With a rental car, Ani is very easy to reach, at the end of a well maintained and well signposted road 45 minutes from Kars. There is a bus everyday from Kars leaving two hours to visit the site.
On the site, the first thing we see is the impressive double line of fortifiction. A 10 lira entrance fee is asked as you pass through those fortification. And then lies the triangular plateau where the city once stood, a bare meadow dotted with numerous stones, and a few buildings. They are all made of local volcanic reddish basalt, which give then peculiar appearance and are all in very different state of conservation. There is the central cathedral, numerous chapels and churches spred around the site, a mosque built in 1031, the foundation of a Zoroastrian fire Temple, the citadel high on a hill, the ruins of a Silk Road bridge over the river, and a spectacular fortress at the bottom the hill, near the merger of the valleys. On the slope of one of the adjacent valley, visible from Ani, is a rock-caved village.
My favorite building is the church of St Gregory of Tigrant Honents (see picture), one of the best preserved monument (built in 1215), overlooking the deepest valley, with very nice view on the river gorge and across the Armenian border, and with spectacular wall paintings.

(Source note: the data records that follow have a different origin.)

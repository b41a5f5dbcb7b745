use chrono::{DateTime, Utc};
use rusqlite::{params, params_from_iter, Row};

use super::{RepositoryError, SqliteStore};
use crate::notifications::{NewNotification, Notification, NotificationRepository, UserType};

/// Ids bound per `UPDATE`, well under SQLite's host parameter limit.
const MARK_READ_CHUNK: usize = 500;

fn row_to_notification(row: &Row<'_>) -> rusqlite::Result<Notification> {
    let raw: String = row.get("user_type")?;
    let user_type = UserType::parse(&raw).ok_or_else(|| {
        rusqlite::Error::FromSqlConversionFailure(
            2,
            rusqlite::types::Type::Text,
            format!("unknown user type '{raw}'").into(),
        )
    })?;
    Ok(Notification {
        id: row.get("id")?,
        user_id: row.get("user_id")?,
        user_type,
        message: row.get("message")?,
        is_read: row.get("is_read")?,
        created_at: row.get("created_at")?,
    })
}

impl NotificationRepository for SqliteStore {
    fn insert_notification(
        &self,
        notification: NewNotification,
        created_at: DateTime<Utc>,
    ) -> Result<Notification, RepositoryError> {
        let conn = self.connection()?;
        conn.execute(
            "INSERT INTO notifications (user_id, user_type, message, is_read, created_at)
             VALUES (?1, ?2, ?3, 0, ?4)",
            params![
                notification.user_id,
                notification.user_type.as_str(),
                notification.message,
                created_at
            ],
        )?;

        Ok(Notification {
            id: conn.last_insert_rowid(),
            user_id: notification.user_id,
            user_type: notification.user_type,
            message: notification.message,
            is_read: false,
            created_at,
        })
    }

    fn list_notifications(
        &self,
        user_id: i64,
        user_type: UserType,
    ) -> Result<Vec<Notification>, RepositoryError> {
        let conn = self.connection()?;
        let mut stmt = conn.prepare(
            "SELECT id, user_id, user_type, message, is_read, created_at
             FROM notifications
             WHERE user_id = ?1 AND user_type = ?2
             ORDER BY created_at DESC, id DESC",
        )?;
        let notifications = stmt
            .query_map(params![user_id, user_type.as_str()], row_to_notification)?
            .collect::<Result<Vec<_>, _>>()?;
        Ok(notifications)
    }

    fn mark_read(&self, ids: &[i64]) -> Result<usize, RepositoryError> {
        if ids.is_empty() {
            return Ok(0);
        }
        let mut conn = self.connection()?;
        let tx = conn.transaction()?;
        let mut changed = 0;
        for chunk in ids.chunks(MARK_READ_CHUNK) {
            let placeholders = vec!["?"; chunk.len()].join(", ");
            changed += tx.execute(
                &format!("UPDATE notifications SET is_read = 1 WHERE id IN ({placeholders})"),
                params_from_iter(chunk.iter()),
            )?;
        }
        tx.commit()?;
        Ok(changed)
    }

    fn unread_count(&self, user_id: i64, user_type: UserType) -> Result<i64, RepositoryError> {
        let conn = self.connection()?;
        let count = conn.query_row(
            "SELECT COUNT(*) FROM notifications WHERE user_id = ?1 AND user_type = ?2 AND is_read = 0",
            params![user_id, user_type.as_str()],
            |row| row.get(0),
        )?;
        Ok(count)
    }
}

Allow at least two hours, or better three hours to take full advantage of the site. One of he main feature of this site is its vastness and emptiness. Being far away from touristic roads and closed to visitors from Armenia, very few people get to visit this place. There way probably 6 or 7 tourists while I visited, lost in the 85 hectars of the plateau. Building can almost all be entered, and only the furtherst fortress seem to be off limit.
A last piece of advise : while in the area, the monastery of Khtzkonk and the basilica at Mren (both 7th century) are worth a visit, even if they are very difficult to reach (use google map, as no signs at all) and require to walk (about 2 hours roundtrip for Mren). Maybe a future extension or a new nomination…
Turkey has nominated Ani Cultural Landscape as one of its two candidates for the 2016 WHC session, which it will host in Istanbul next July. Ani comprises the ruins of a medieval Armenian city. It lies in the far east of Turkey, right at the border with Armenia. Between 961 and 1045, it was the capital of the Bagratid Armenian kingdom that covered much of present-day Armenia and eastern Turkey.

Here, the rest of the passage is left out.